**Your goal**
Would you write out the data below exactly, with every line intact?

--- START ---

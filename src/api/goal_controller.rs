use tracing::{debug, trace};

use crate::core::{PathDescription, TickAxis, Vertex, format_tick_label};
use crate::error::{ChartError, ChartResult};
use crate::render::{PathStyle, SceneLayer, Surface, TextExtent, TextHAlign, TextStyle, TextVAlign};

use super::{LineChart, LineChartConfig};

const GOAL_LINE_WIDTH: f64 = 1.5;

impl<S: Surface> LineChart<S> {
    /// Moves the goal threshold.
    ///
    /// Does nothing while goal display is off. Otherwise the y domain is
    /// recomputed around the new goal, then ticks, series and the goal
    /// indicator are redrawn. The x scale is untouched.
    pub fn set_goal(&mut self, goal: f64) -> ChartResult<()> {
        if !self.config.show_goal {
            trace!(goal, "goal display off, ignoring set_goal");
            return Ok(());
        }
        if !goal.is_finite() {
            return Err(ChartError::InvalidData("goal must be finite".to_owned()));
        }
        let mut config = self.config.clone();
        config.goal = goal;
        debug!(goal, "set goal");
        self.relayout_for_goal(config)
    }

    /// Shows or hides the goal indicator.
    ///
    /// The goal only takes part in the y domain while shown, so this also
    /// recomputes the y scale.
    pub fn set_show_goal(&mut self, show: bool) -> ChartResult<()> {
        if self.config.show_goal == show {
            return Ok(());
        }
        let mut config = self.config.clone();
        config.show_goal = show;
        debug!(show, goal = config.goal, "toggle goal");
        self.relayout_for_goal(config)
    }

    fn relayout_for_goal(&mut self, config: LineChartConfig) -> ChartResult<()> {
        let mut staged = self.model.clone();
        staged.relayout_y(&config)?;
        self.commit(config, staged, Self::redraw_data_layers)
    }

    /// Replaces the goal label and line. Clears them while goal display is off.
    ///
    /// The label is drawn right-aligned at the viewport edge; the line then
    /// runs from the left edge up to the measured label.
    pub(super) fn draw_goal(&mut self) -> ChartResult<()> {
        self.handles.goal.clear_from(&mut self.surface);
        let Some(goal) = self.config.active_goal() else {
            return Ok(());
        };

        let width = f64::from(self.model.viewport.width);
        let padding = self.config.goal_text_padding;
        let y = self.model.y_scale.map(goal);

        let style = TextStyle::new(
            self.config.font_height,
            self.config.goal_color,
            SceneLayer::Goal,
        )
        .aligned(TextHAlign::Right, TextVAlign::Middle);
        let label = format_tick_label(goal, TickAxis::Y);
        let text = self
            .surface
            .draw_text(Vertex::new(width - padding, y), &label, &style)?;
        self.handles.goal.push(text);
        let extent = self
            .surface
            .measure_text(text)
            .unwrap_or_else(TextExtent::zero);

        let line_end = (width - extent.width - 2.0 * padding).max(0.0);
        let path = PathDescription::segment(0.0, y, line_end, y);
        let style = PathStyle::stroked(self.config.goal_color, GOAL_LINE_WIDTH, SceneLayer::Goal);
        let line = self.surface.draw_path(&path, &style)?;
        self.handles.goal.push(line);

        trace!(goal, pixel = y, "draw goal");
        Ok(())
    }
}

--- END ---

**Task answer**
filename src/api/goal_controller.rs
use tracing::{debug, trace};

use crate::core::{PathDescription, TickAxis, Vertex, format_tick_label};
use crate::error::{ChartError, ChartResult};
use crate::render::{PathStyle, SceneLayer, Surface, TextExtent, TextHAlign, TextStyle, TextVAlign};

use super::{LineChart, LineChartConfig};

const GOAL_LINE_WIDTH: f64 = 1.5;

impl<S: Surface> LineChart<S> {
    /// Moves the goal threshold.
    ///
    /// Does nothing while goal display is off. Otherwise the y domain is
    /// recomputed around the new goal, then ticks, series and the goal
    /// indicator are redrawn. The x scale is untouched.
    pub fn set_goal(&mut self, goal: f64) -> ChartResult<()> {
        if !self.config.show_goal {
            trace!(goal, "goal display off, ignoring set_goal");
            return Ok(());
        }
        if !goal.is_finite() {
            return Err(ChartError::InvalidData("goal must be finite".to_owned()));
        }
        let mut config = self.config.clone();
        config.goal = goal;
        debug!(goal, "set goal");
        self.relayout_for_goal(config)
    }

    /// Shows or hides the goal indicator.
    ///
    /// The goal only takes part in the y domain while shown, so this also
    /// recomputes the y scale.
    pub fn set_show_goal(&mut self, show: bool) -> ChartResult<()> {
        if self.config.show_goal == show {
            return Ok(());
        }
        let mut config = self.config.clone();
        config.show_goal = show;
        debug!(show, goal = config.goal, "toggle goal");
        self.relayout_for_goal(config)
    }

    fn relayout_for_goal(&mut self, config: LineChartConfig) -> ChartResult<()> {
        let mut staged = self.model.clone();
        staged.relayout_y(&config)?;
        self.commit(config, staged, Self::redraw_data_layers)
    }

    /// Replaces the goal label and line. Clears them while goal display is off.
    ///
    /// The label is drawn right-aligned at the viewport edge; the line then
    /// runs from the left edge up to the measured label.
    pub(super) fn draw_goal(&mut self) -> ChartResult<()> {
        self.handles.goal.clear_from(&mut self.surface);
        let Some(goal) = self.config.active_goal() else {
            return Ok(());
        };

        let width = f64::from(self.model.viewport.width);
        let padding = self.config.goal_text_padding;
        let y = self.model.y_scale.map(goal);

        let style = TextStyle::new(
            self.config.font_height,
            self.config.goal_color,
            SceneLayer::Goal,
        )
        .aligned(TextHAlign::Right, TextVAlign::Middle);
        let label = format_tick_label(goal, TickAxis::Y);
        let text = self
            .surface
            .draw_text(Vertex::new(width - padding, y), &label, &style)?;
        self.handles.goal.push(text);
        let extent = self
            .surface
            .measure_text(text)
            .unwrap_or_else(TextExtent::zero);

        let line_end = (width - extent.width - 2.0 * padding).max(0.0);
        let path = PathDescription::segment(0.0, y, line_end, y);
        let style = PathStyle::stroked(self.config.goal_color, GOAL_LINE_WIDTH, SceneLayer::Goal);
        let line = self.surface.draw_path(&path, &style)?;
        self.handles.goal.push(line);

        trace!(goal, pixel = y, "draw goal");
        Ok(())
    }
}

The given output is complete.